If there's no point of contact, we have no choice but to reach out publicly, but Sonatype will make every effort to — we try to give the bare minimum information in order to protect companies from the vulnerability. We are just trying to get their attention so we can communicate privately.
Patch
From the first date of contact between Sonatype and the project maintainers, the project has 90 days to provide a patch. We will work with the project owners to extend the timeline if reasonable efforts are being made to publish a fix.
Public Disclosure
Publish the vulnerability to the National Vulnerability Database when either the vulnerability is fixed or 90 days has passed — whichever happens first.
Questions You May Have
Why does Sonatype follow the principles of responsible (aka coordinated) disclosure and not partial or full disclosure?
Private disclosure is when the vulnerability is only reported privately to the organization. Sonatype does not use this model because in cases where the vendor is unresponsive or chooses not to address the vulnerability, the specific details might never be disclosed to the public.
Adopting the full disclosure approach involves promptly revealing comprehensive information about a vulnerability as soon as it's detected. This approach goes against Sonatype’s goals to unite software developers, application security professionals, operators, engineering leaders, and legal teams to manage their open source components safely so that they can focus on innovation. This approach implies that all intricate details, which might even encompass exploit code, become accessible to potential attackers, sometimes preceding the availability of a patch. Full disclosure is predominantly employed when organizations disregard reported vulnerabilities, intending to compel them to create and release a solution.
Why does Sonatype have a 90-day disclosure policy?

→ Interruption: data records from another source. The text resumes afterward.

use std::path::Path;

use tracing::{debug, info};

use crate::error::{AppError, AppResult};
use crate::models::settings::EngineSettings;
use crate::utils::time::parse_timezone;

/// Loads and validates `EngineSettings` from YAML or JSON.
pub struct SettingsService;

impl SettingsService {
    pub fn load_from_path(path: &Path) -> AppResult<EngineSettings> {
        let raw = std::fs::read_to_string(path)?;
        let extension = path
            .extension()
            .and_then(|ext| ext.to_str())
            .map(str::to_ascii_lowercase);

        let settings = match extension.as_deref() {
            Some("yaml") | Some("yml") => Self::from_yaml_str(&raw)?,
            Some("json") => Self::from_json_str(&raw)?,
            other => {
                return Err(AppError::validation(format!(
                    "unsupported settings file extension: {}",
                    other.unwrap_or("<none>")
                )))
            }
        };

        info!(
            target: "app::settings",
            path = %path.display(),
            timezone = %settings.default_timezone,
            "engine settings loaded"
        );
        Ok(settings)
    }

    pub fn from_yaml_str(raw: &str) -> AppResult<EngineSettings> {
        let settings: EngineSettings = if raw.trim().is_empty() {
            EngineSettings::default()
        } else {
            serde_yaml::from_str(raw)?
        };
        Self::validate(&settings)?;
        Ok(settings)
    }

    pub fn from_json_str(raw: &str) -> AppResult<EngineSettings> {
        let settings: EngineSettings = serde_json::from_str(raw)?;
        Self::validate(&settings)?;
        Ok(settings)
    }

    pub fn validate(settings: &EngineSettings) -> AppResult<()> {
        if settings.top_keywords == 0 {
            return Err(AppError::validation("topKeywords must be at least 1"));
        }
        if settings.min_keyword_length == 0 {
            return Err(AppError::validation("minKeywordLength must be at least 1"));
        }
        parse_timezone(&settings.default_timezone)?;
        debug!(target: "app::settings", "engine settings validated");
        Ok(())
    }
}
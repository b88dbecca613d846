//! Feedback analytics engine.
//!
//! Turns an in-memory snapshot of submitted feedback records into the
//! aggregate views a dashboard renders: overview counters, sentiment
//! distribution, bucketed trends, keyword frequencies and a weekday/hour
//! sentiment heatmap. Every computation is a pure function of its inputs.

pub mod error;
pub mod models;
pub mod services;
pub mod utils;
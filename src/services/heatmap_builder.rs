use chrono::{Datelike, Timelike};
use chrono_tz::Tz;

use crate::models::analytics::{Heatmap, HeatmapCell, TimeWindow};
use crate::models::feedback::FeedbackRecord;
use crate::services::aggregator::SentimentStats;

/// Day-of-week (0 = Sunday) by hour-of-day grid in the given zone.
/// Cells without records report `count = 0` and `average_score = 0.0`.
pub fn build_heatmap<'a, I>(records: I, window: Option<&TimeWindow>, tz: Tz) -> Heatmap
where
    I: IntoIterator<Item = &'a FeedbackRecord>,
{
    let mut grid = [[SentimentStats::default(); Heatmap::HOURS]; Heatmap::DAYS];

    for record in records {
        let Some(instant) = record.submitted_instant() else {
            continue;
        };
        if window.is_some_and(|window| !window.contains(instant)) {
            continue;
        }
        let local = instant.with_timezone(&tz);
        let day = local.weekday().num_days_from_sunday() as usize;
        let hour = local.hour() as usize;
        grid[day][hour].observe(record);
    }

    let cells = grid
        .iter()
        .enumerate()
        .flat_map(|(day, hours)| {
            hours.iter().enumerate().map(move |(hour, stats)| HeatmapCell {
                day_of_week: day as u8,
                hour_of_day: hour as u8,
                count: stats.total,
                average_score: stats.average_score(),
            })
        })
        .collect();

    Heatmap::from_cells(cells)
}
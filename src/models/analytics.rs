use chrono::{DateTime, NaiveDate, Utc};
use serde::{Deserialize, Serialize, Serializer};

use crate::error::{AppError, AppResult};
use crate::models::settings::EngineSettings;

pub const DEFAULT_TOP_KEYWORDS: usize = 50;
pub const DEFAULT_TIMEZONE: &str = "UTC";

#[derive(Debug, Clone, Copy, Serialize, Deserialize, PartialEq, Eq, Hash, Default)]
#[serde(rename_all = "lowercase")]
pub enum Granularity {
    #[default]
    Day,
    Week,
    Month,
}

impl Granularity {
    pub fn as_str(&self) -> &'static str {
        match self {
            Granularity::Day => "day",
            Granularity::Week => "week",
            Granularity::Month => "month",
        }
    }
}

/// Inclusive `[start, end]` range of instants.
#[derive(Debug, Clone, Copy, Serialize, Deserialize, PartialEq, Eq)]
#[serde(rename_all = "camelCase")]
pub struct TimeWindow {
    pub start: DateTime<Utc>,
    pub end: DateTime<Utc>,
}

impl TimeWindow {
    pub fn new(start: DateTime<Utc>, end: DateTime<Utc>) -> AppResult<Self> {
        let window = Self { start, end };
        window.validate()?;
        Ok(window)
    }

    pub fn validate(&self) -> AppResult<()> {
        if self.start > self.end {
            return Err(AppError::invalid_window(self.start, self.end));
        }
        Ok(())
    }

    pub fn contains(&self, instant: DateTime<Utc>) -> bool {
        instant >= self.start && instant <= self.end
    }
}

#[derive(Debug, Clone, Serialize, Deserialize, PartialEq)]
#[serde(rename_all = "camelCase")]
pub struct AnalyticsOptions {
    #[serde(default)]
    pub window: Option<TimeWindow>,
    #[serde(default)]
    pub granularity: Granularity,
    #[serde(default = "default_top_keywords")]
    pub top_keywords: usize,
    #[serde(default = "default_timezone")]
    pub timezone: String,
    /// Number of forms owned by the caller; enables the legacy response-rate figure.
    #[serde(default)]
    pub form_count: Option<usize>,
}

fn default_top_keywords() -> usize {
    DEFAULT_TOP_KEYWORDS
}

fn default_timezone() -> String {
    DEFAULT_TIMEZONE.to_string()
}

impl Default for AnalyticsOptions {
    fn default() -> Self {
        Self {
            window: None,
            granularity: Granularity::Day,
            top_keywords: DEFAULT_TOP_KEYWORDS,
            timezone: DEFAULT_TIMEZONE.to_string(),
            form_count: None,
        }
    }
}

impl AnalyticsOptions {
    /// Per-query defaults taken from the engine settings.
    pub fn from_settings(settings: &EngineSettings) -> Self {
        Self {
            window: None,
            granularity: settings.default_granularity,
            top_keywords: settings.top_keywords,
            timezone: settings.default_timezone.clone(),
            form_count: None,
        }
    }

    pub fn with_window(mut self, window: TimeWindow) -> Self {
        self.window = Some(window);
        self
    }

    pub fn with_granularity(mut self, granularity: Granularity) -> Self {
        self.granularity = granularity;
        self
    }

    pub fn with_timezone(mut self, timezone: impl Into<String>) -> Self {
        self.timezone = timezone.into();
        self
    }
}

/// Half-open calendar interval `[period_start, period_end)` in the query's time zone.
#[derive(Debug, Clone, Serialize, Deserialize, PartialEq, Eq)]
#[serde(rename_all = "camelCase")]
pub struct TimeBucket {
    pub period_start: NaiveDate,
    pub period_end: NaiveDate,
    pub label: String,
}

impl TimeBucket {
    pub fn contains(&self, date: NaiveDate) -> bool {
        date >= self.period_start && date < self.period_end
    }
}

#[derive(Debug, Clone, Serialize, PartialEq)]
#[serde(rename_all = "camelCase")]
pub struct Overview {
    pub total_feedback: u64,
    pub scored_feedback: u64,
    pub average_sentiment_score: f64,
    pub active_forms: u64,
    pub response_rate: Option<f64>,
}

#[derive(Debug, Clone, Copy, Serialize, Deserialize, PartialEq, Eq, Default)]
pub struct SentimentDistribution {
    #[serde(rename = "Positive")]
    pub positive: u64,
    #[serde(rename = "Neutral")]
    pub neutral: u64,
    #[serde(rename = "Negative")]
    pub negative: u64,
}

#[derive(Debug, Clone, Copy, Serialize, PartialEq)]
#[serde(rename_all = "camelCase")]
pub struct SentimentPercentages {
    pub positive: f64,
    pub neutral: f64,
    pub negative: f64,
}

#[derive(Debug, Clone, Copy, Serialize, Deserialize, PartialEq, Eq)]
#[serde(rename_all = "lowercase")]
pub enum SentimentTendency {
    Positive,
    Negative,
    Balanced,
}

impl SentimentDistribution {
    pub fn total(&self) -> u64 {
        self.positive + self.neutral + self.negative
    }

    pub fn percentages(&self) -> SentimentPercentages {
        let total = self.total();
        let share = |count: u64| {
            if total > 0 {
                count as f64 / total as f64 * 100.0
            } else {
                0.0
            }
        };
        SentimentPercentages {
            positive: share(self.positive),
            neutral: share(self.neutral),
            negative: share(self.negative),
        }
    }

    pub fn tendency(&self) -> SentimentTendency {
        match self.positive.cmp(&self.negative) {
            std::cmp::Ordering::Greater => SentimentTendency::Positive,
            std::cmp::Ordering::Less => SentimentTendency::Negative,
            std::cmp::Ordering::Equal => SentimentTendency::Balanced,
        }
    }
}

/// One bucket of the trend series: the single source for both legacy chart arrays.
#[derive(Debug, Clone, Serialize, PartialEq)]
#[serde(rename_all = "camelCase")]
pub struct TrendPoint {
    pub bucket: TimeBucket,
    pub count: u64,
    pub scored_count: u64,
    pub average_score: f64,
}

impl TrendPoint {
    pub fn date(&self) -> String {
        self.bucket.period_start.format("%Y-%m-%d").to_string()
    }
}

#[derive(Debug, Clone, Serialize, PartialEq)]
#[serde(rename_all = "camelCase")]
pub struct FeedbackTrendPoint {
    pub date: String,
    pub count: u64,
}

#[derive(Debug, Clone, Serialize, PartialEq)]
#[serde(rename_all = "camelCase")]
pub struct SentimentTrendPoint {
    pub date: String,
    pub average_score: f64,
}

#[derive(Debug, Clone, Serialize, Deserialize, PartialEq, Eq)]
#[serde(rename_all = "camelCase")]
pub struct KeywordFrequency {
    pub term: String,
    pub frequency: u64,
}

#[derive(Debug, Clone, Copy, Serialize, PartialEq)]
#[serde(rename_all = "camelCase")]
pub struct HeatmapCell {
    pub day_of_week: u8,
    pub hour_of_day: u8,
    pub count: u64,
    pub average_score: f64,
}

/// Fixed 7x24 grid, row-major by day of week (0 = Sunday) then hour.
#[derive(Debug, Clone, Serialize, PartialEq)]
#[serde(transparent)]
pub struct Heatmap {
    cells: Vec<HeatmapCell>,
}

impl Heatmap {
    pub const DAYS: usize = 7;
    pub const HOURS: usize = 24;

    pub(crate) fn from_cells(cells: Vec<HeatmapCell>) -> Self {
        debug_assert_eq!(cells.len(), Self::DAYS * Self::HOURS);
        Self { cells }
    }

    pub fn cells(&self) -> &[HeatmapCell] {
        &self.cells
    }

    pub fn cell(&self, day_of_week: u8, hour_of_day: u8) -> Option<&HeatmapCell> {
        let (day, hour) = (usize::from(day_of_week), usize::from(hour_of_day));
        if day >= Self::DAYS || hour >= Self::HOURS {
            return None;
        }
        self.cells.get(day * Self::HOURS + hour)
    }

    pub fn total_count(&self) -> u64 {
        self.cells.iter().map(|cell| cell.count).sum()
    }
}

#[derive(Debug, Clone, Serialize, PartialEq)]
#[serde(rename_all = "camelCase")]
pub struct AnalyticsMeta {
    pub granularity: Granularity,
    pub timezone: String,
    #[serde(skip_serializing_if = "Option::is_none")]
    pub window_start: Option<String>,
    #[serde(skip_serializing_if = "Option::is_none")]
    pub window_end: Option<String>,
    pub bucket_count: usize,
}

/// Value object handed to the dashboard. Serializes the legacy positional
/// `feedbackTrends` / `sentimentTrends` arrays from the single `trends` series.
#[derive(Debug, Clone, PartialEq)]
pub struct AnalyticsResult {
    pub overview: Overview,
    pub sentiment_distribution: SentimentDistribution,
    pub trends: Vec<TrendPoint>,
    pub keywords: Vec<KeywordFrequency>,
    pub heatmap: Heatmap,
    pub meta: AnalyticsMeta,
}

impl AnalyticsResult {
    /// Both legacy chart arrays in one pass; index `i` of each refers to the same bucket.
    pub fn chart_series(&self) -> (Vec<FeedbackTrendPoint>, Vec<SentimentTrendPoint>) {
        self.trends
            .iter()
            .map(|point| {
                let date = point.date();
                (
                    FeedbackTrendPoint {
                        date: date.clone(),
                        count: point.count,
                    },
                    SentimentTrendPoint {
                        date,
                        average_score: point.average_score,
                    },
                )
            })
            .unzip()
    }

    pub fn feedback_trends(&self) -> Vec<FeedbackTrendPoint> {
        self.trends
            .iter()
            .map(|point| FeedbackTrendPoint {
                date: point.date(),
                count: point.count,
            })
            .collect()
    }

    pub fn sentiment_trends(&self) -> Vec<SentimentTrendPoint> {
        self.trends
            .iter()
            .map(|point| SentimentTrendPoint {
                date: point.date(),
                average_score: point.average_score,
            })
            .collect()
    }
}

#[derive(Serialize)]
#[serde(rename_all = "camelCase")]
struct AnalyticsResultWire<'a> {
    overview: &'a Overview,
    sentiment_distribution: &'a SentimentDistribution,
    feedback_trends: Vec<FeedbackTrendPoint>,
    sentiment_trends: Vec<SentimentTrendPoint>,
    trends: &'a [TrendPoint],
    keywords: &'a [KeywordFrequency],
    heatmap: &'a Heatmap,
    meta: &'a AnalyticsMeta,
}

impl Serialize for AnalyticsResult {
    fn serialize<S>(&self, serializer: S) -> Result<S::Ok, S::Error>
    where
        S: Serializer,
    {
        let (feedback_trends, sentiment_trends) = self.chart_series();
        AnalyticsResultWire {
            overview: &self.overview,
            sentiment_distribution: &self.sentiment_distribution,
            feedback_trends,
            sentiment_trends,
            trends: &self.trends,
            keywords: &self.keywords,
            heatmap: &self.heatmap,
            meta: &self.meta,
        }
        .serialize(serializer)
    }
}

Responsible disclosure strikes a balance between partial and full disclosure in order to be able to keep software- producing organizations — and the world — safe. Sonatype makes every reasonable effort to contact project owners and will work with them to ensure a patch is released.
Why does responsible disclosure matter?
Responsible disclosure promotes security and stability of software systems. When security researchers discover vulnerabilities, responsibly disclosing these vulnerabilities to the affected parties allows them to address and patch the issues before malicious actors can exploit them. This process helps prevent potential cyberattacks, data breaches, and disruptions, ultimately safeguarding users' sensitive information, privacy, and the overall functionality of digital systems.
Do I need to alert project owners of vulnerabilities identified by Sonatype?
No. This document, describing our disclosure policy and process, including alerting project owners, means you do not need to.